First, the facts as they have been presented . . . . As you all undoubtedly have heard, Michael Vick, the starting quarterback and face of the Atlanta Falcons, has been indicted by a federal grand jury on charges of “knowingly sponsoring and exhibiting a dog fighting venture”. He is being charged with breeding dogs for the use of fighting, testing their ferocity, and executing those that lose, or found unfit for combat. After an executed search warrant, the FBI seized 66 dogs, including 55 pit bulls, and equipment typically used in dog fighting. Another search was conducted by the Department of Agriculture and they found the remains of seven dogs.

For those of you with stuffed animals, or weak stomachs, I caution you prior to proceeding. . . . According to the indictment, in April of this year about eight dogs were found not ready to fight and were killed by hanging, drowning, and/or slamming at least one dog’s body to the ground. In March of 2003 after the loss of one of Vick’s Pit bulls, one of his friends was seen consulting with him about the dog’s condition, then executed it by wetting it with water and then electrocuting it. You read correctly, the dog was hosed down and then electrocuted. The name of Vick’s K-9 enterprise was Bad Newz Kennels. No red flags there or anything. Yeah, I’m gonna go ahead and drop my kids off at, “Child Molesters R’Us” day care.

Michael Vick claims to not have known what was going on at his own property. Sure, that’s like not knowing you have crabs. The commissioner of the NFL, Roger Goodell, suspended Vick today, telling him to stay away from training camp until the NFL’s own investigation was complete. Vick's arraignment is to be held on Thursday. Most professional athletes get to play during their legal issues, but no such luck for Vick (aka Ron Mexico). The comish implemented a new rule which pretty much takes you off the field until the dust settles. Furthermore, Vick’s hearing is going down in Richmond, VA, apparently the fastest paper-pushing court system in the Universe. This could go to trial in six months. That’s a shame because I rather like seeing naked PETA protesters.

Unlike every professional athlete that preceded Vick involved with legal troubles, none was ever associated with crimes so unspeakably brutal. Everyone knows why O.J. did it, but how could Vick do this to man’s best friend? I’ll tell you why, because he is trash, the scum of the earth. “Oh my, such harsh words for a man who’s yet to be proven guilty”, you say. Well, allow me to retort . . . This is no small town rape charge buddy and he isn’t being charged by some backwater district attorney either, he’s being prosecuted by the Federal Government. Federal indictments have a success rate of 90%, which means they not only do their homework, but they don’t fuck around. This makes the Duke lacrosse allegations look like second grade finger pointing.

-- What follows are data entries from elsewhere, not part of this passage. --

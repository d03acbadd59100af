//! wgpu-based transform backend (Metal / Vulkan / DX12).

use bytemuck::{Pod, Zeroable};
use ndarray::Array2;
use wgpu::util::DeviceExt;

use super::TransformBackend;
use crate::channel::{Channel, Region, TransformState};
use crate::error::{AlignerError, Result};
use crate::transform::{Affine, Resample};

// ---------------------------------------------------------------------------
// Affine warp shader
// ---------------------------------------------------------------------------

const AFFINE_WARP_WGSL: &str = r"
struct Params {
    src_w: u32, src_h: u32, out_w: u32, out_h: u32,
    mode: u32, _pad0: u32, _pad1: u32, _pad2: u32,
    a0: f32, a1: f32, a2: f32, _pad3: f32,
    b0: f32, b1: f32, b2: f32, _pad4: f32,
}
@group(0) @binding(0) var<storage, read>       input:  array<f32>;
@group(0) @binding(1) var<storage, read_write> output: array<f32>;
@group(0) @binding(2) var<uniform>             params: Params;

fn tap(x: i32, y: i32) -> f32 {
    if x < 0 || y < 0 || x >= i32(params.src_w) || y >= i32(params.src_h) { return 0.0; }
    return input[u32(y) * params.src_w + u32(x)];
}

fn cubic(t_in: f32) -> f32 {
    let a = -0.5;
    let t = abs(t_in);
    if t <= 1.0 { return ((a + 2.0) * t - (a + 3.0)) * t * t + 1.0; }
    if t < 2.0 { return ((a * t - 5.0 * a) * t + 8.0 * a) * t - 4.0 * a; }
    return 0.0;
}

@compute @workgroup_size(16, 16)
fn main(@builtin(global_invocation_id) gid: vec3<u32>) {
    let row = gid.y; let col = gid.x;
    if row >= params.out_h || col >= params.out_w { return; }
    let ox = f32(col) + 0.5;
    let oy = f32(row) + 0.5;
    let sx = params.a0 * ox + params.a1 * oy + params.a2;
    let sy = params.b0 * ox + params.b1 * oy + params.b2;
    var v = 0.0;
    if params.mode == 0u {
        v = tap(i32(floor(sx)), i32(floor(sy)));
    } else {
        let fx = sx - 0.5;
        let fy = sy - 0.5;
        let x0 = i32(floor(fx));
        let y0 = i32(floor(fy));
        let tx = fx - floor(fx);
        let ty = fy - floor(fy);
        if params.mode == 1u {
            let top = tap(x0, y0) * (1.0 - tx) + tap(x0 + 1, y0) * tx;
            let bottom = tap(x0, y0 + 1) * (1.0 - tx) + tap(x0 + 1, y0 + 1) * tx;
            v = top * (1.0 - ty) + bottom * ty;
        } else {
            for (var j = 0; j < 4; j++) {
                let wy = cubic(ty + 1.0 - f32(j));
                var acc = 0.0;
                for (var i = 0; i < 4; i++) {
                    acc += tap(x0 - 1 + i, y0 - 1 + j) * cubic(tx + 1.0 - f32(i));
                }
                v += acc * wy;
            }
        }
    }
    output[row * params.out_w + col] = v;
}
";

// Field order and padding mirror the WGSL `Params` struct.
#[repr(C)]
#[derive(Clone, Copy, Pod, Zeroable)]
struct WarpParams {
    src_w: u32,
    src_h: u32,
    out_w: u32,
    out_h: u32,
    mode: u32,
    _pad0: [u32; 3],
    a: [f32; 4],
    b: [f32; 4],
}

const WORKGROUP: u32 = 16;

impl WarpParams {
    fn new(source: (usize, usize), region: Region, m: &Affine, resample: Resample) -> Self {
        let mode = match resample {
            Resample::Nearest => 0,
            Resample::Bilinear => 1,
            Resample::Bicubic => 2,
        };
        let [a0, a1, a2, b0, b1, b2] = m.coefficients().map(|c| c as f32);
        Self {
            src_w: source.0 as u32,
            src_h: source.1 as u32,
            out_w: region.width as u32,
            out_h: region.height as u32,
            mode,
            _pad0: [0; 3],
            a: [a0, a1, a2, 0.0],
            b: [b0, b1, b2, 0.0],
        }
    }

    fn workgroups(&self) -> (u32, u32) {
        (self.out_w.div_ceil(WORKGROUP), self.out_h.div_ceil(WORKGROUP))
    }
}

fn gpu_err(context: &str, detail: impl std::fmt::Display) -> AlignerError {
    AlignerError::GpuError(format!("{context}: {detail}"))
}

/// Compute-shader warp on the first high-performance adapter.
pub struct WgpuBackend {
    device: wgpu::Device,
    queue: wgpu::Queue,
    adapter_name: String,
    pipeline: wgpu::ComputePipeline,
}

impl WgpuBackend {
    pub fn new() -> Result<Self> {
        let instance = wgpu::Instance::new(&wgpu::InstanceDescriptor::default());
        let adapter = pollster::block_on(instance.request_adapter(&wgpu::RequestAdapterOptions {
            power_preference: wgpu::PowerPreference::HighPerformance,
            compatible_surface: None,
            force_fallback_adapter: false,
        }))
        .map_err(|e| gpu_err("no usable adapter", e))?;
        let adapter_name = adapter.get_info().name;

        let (device, queue) = pollster::block_on(adapter.request_device(&wgpu::DeviceDescriptor {
            label: Some("aligner-warp"),
            ..Default::default()
        }))
        .map_err(|e| gpu_err("device request failed", e))?;

        let module = device.create_shader_module(wgpu::ShaderModuleDescriptor {
            label: Some("affine_warp"),
            source: wgpu::ShaderSource::Wgsl(AFFINE_WARP_WGSL.into()),
        });
        let pipeline = device.create_compute_pipeline(&wgpu::ComputePipelineDescriptor {
            label: Some("affine_warp"),
            layout: None,
            module: &module,
            entry_point: Some("main"),
            compilation_options: Default::default(),
            cache: None,
        });
        tracing::info!(adapter = %adapter_name, "GPU warp backend ready");

        Ok(Self {
            device,
            queue,
            adapter_name,
            pipeline,
        })
    }

    /// Upload `source`, run one warp pass and copy the result into a mappable
    /// buffer, all in a single submission.
    fn encode_warp(&self, source: &[f32], params: &WarpParams) -> wgpu::Buffer {
        let out_bytes =
            u64::from(params.out_w) * u64::from(params.out_h) * std::mem::size_of::<f32>() as u64;

        let input = self.device.create_buffer_init(&wgpu::util::BufferInitDescriptor {
            label: Some("warp_input"),
            contents: bytemuck::cast_slice(source),
            usage: wgpu::BufferUsages::STORAGE,
        });
        let uniform = self.device.create_buffer_init(&wgpu::util::BufferInitDescriptor {
            label: Some("warp_params"),
            contents: bytemuck::bytes_of(params),
            usage: wgpu::BufferUsages::UNIFORM,
        });
        let output = self.device.create_buffer(&wgpu::BufferDescriptor {
            label: Some("warp_output"),
            size: out_bytes,
            usage: wgpu::BufferUsages::STORAGE | wgpu::BufferUsages::COPY_SRC,
            mapped_at_creation: false,
        });
        let readback = self.device.create_buffer(&wgpu::BufferDescriptor {
            label: Some("warp_readback"),
            size: out_bytes,
            usage: wgpu::BufferUsages::MAP_READ | wgpu::BufferUsages::COPY_DST,
            mapped_at_creation: false,
        });

        let layout = self.pipeline.get_bind_group_layout(0);
        let bind_group = self.device.create_bind_group(&wgpu::BindGroupDescriptor {
            label: Some("warp_bindings"),
            layout: &layout,
            entries: &[
                wgpu::BindGroupEntry {
                    binding: 0,
                    resource: input.as_entire_binding(),
                },
                wgpu::BindGroupEntry {
                    binding: 1,
                    resource: output.as_entire_binding(),
                },
                wgpu::BindGroupEntry {
                    binding: 2,
                    resource: uniform.as_entire_binding(),
                },
            ],
        });

        let (groups_x, groups_y) = params.workgroups();
        let mut encoder = self
            .device
            .create_command_encoder(&wgpu::CommandEncoderDescriptor {
                label: Some("affine_warp"),
            });
        {
            let mut pass = encoder.begin_compute_pass(&wgpu::ComputePassDescriptor {
                label: Some("affine_warp"),
                timestamp_writes: None,
            });
            pass.set_pipeline(&self.pipeline);
            pass.set_bind_group(0, &bind_group, &[]);
            pass.dispatch_workgroups(groups_x, groups_y, 1);
        }
        encoder.copy_buffer_to_buffer(&output, 0, &readback, 0, out_bytes);
        self.queue.submit([encoder.finish()]);
        readback
    }

    /// Block until `readback` is mapped and return its samples.
    fn read_back(&self, readback: &wgpu::Buffer) -> Result<Vec<f32>> {
        let slice = readback.slice(..);
        let (tx, rx) = std::sync::mpsc::sync_channel(1);
        slice.map_async(wgpu::MapMode::Read, move |mapped| {
            let _ = tx.send(mapped);
        });
        self.device
            .poll(wgpu::PollType::wait_indefinitely())
            .map_err(|e| gpu_err("poll failed", e))?;
        rx.recv()
            .map_err(|e| gpu_err("map callback dropped", e))?
            .map_err(|e| gpu_err("readback mapping failed", e))?;

        let values = bytemuck::cast_slice::<u8, f32>(&slice.get_mapped_range()).to_vec();
        readback.unmap();
        Ok(values)
    }
}

impl TransformBackend for WgpuBackend {
    fn name(&self) -> &str {
        &self.adapter_name
    }

    fn is_gpu(&self) -> bool {
        true
    }

    fn try_transform_region(
        &self,
        channel: &Channel,
        state: &TransformState,
        region: Region,
        resample: Resample,
    ) -> Result<Channel> {
        let size = channel.size();
        if region.is_empty() || !region.fits_within(size.0, size.1) {
            return Err(AlignerError::InvalidRegion {
                x: region.x,
                y: region.y,
                width: region.width,
                height: region.height,
            });
        }
        let m = Affine::for_crop(state, size.0, size.1, region.x as f64, region.y as f64);
        let params = WarpParams::new(size, region, &m, resample);

        let source = channel.data.as_standard_layout();
        let Some(samples) = source.as_slice() else {
            return Err(AlignerError::GpuError("source not contiguous".into()));
        };
        let readback = self.encode_warp(samples, &params);
        let values = self.read_back(&readback)?;

        let format = channel.format;
        let data = Array2::from_shape_vec((region.height, region.width), values)
            .map_err(|e| gpu_err("unexpected output size", e))?
            .mapv_into(|v| format.quantize(v));
        Ok(Channel::new(data, format))
    }
}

He’s facing up to 6 years in prison and a $350,000 fine. I have a hard time believing that he’ll see any jail time, but if he does, it won’t be more than a couple anyway. Although the worst of the damage has yet to be unveiled, Vick is already in a lose/lose situation. We are a nation that loves its dogs. We look to them for companionship, protection, sport, therapy, search and rescue, guiding, guarding, hunting, law enforcement, entertainment, and even as accessories (ala celebrity dogs). Even if he is proven innocent, which is still possible, not even a Super Bowl championship will bring him redemption or forgiveness. His jersey, usually a number two best seller, has now fallen to number 33.

The fact of the matter is, even if he personally didn’t harm these animals, he not only associated himself with people who did, but provided the environment for these barbaric and inhumane acts to be carried out in. Apparently, you can take Vick out of the “hood”, but you can’t take the "stupid" out of Vick. He’s the proud recipient of this week’s, “I should have just fondled a white girl” award. Dumbass.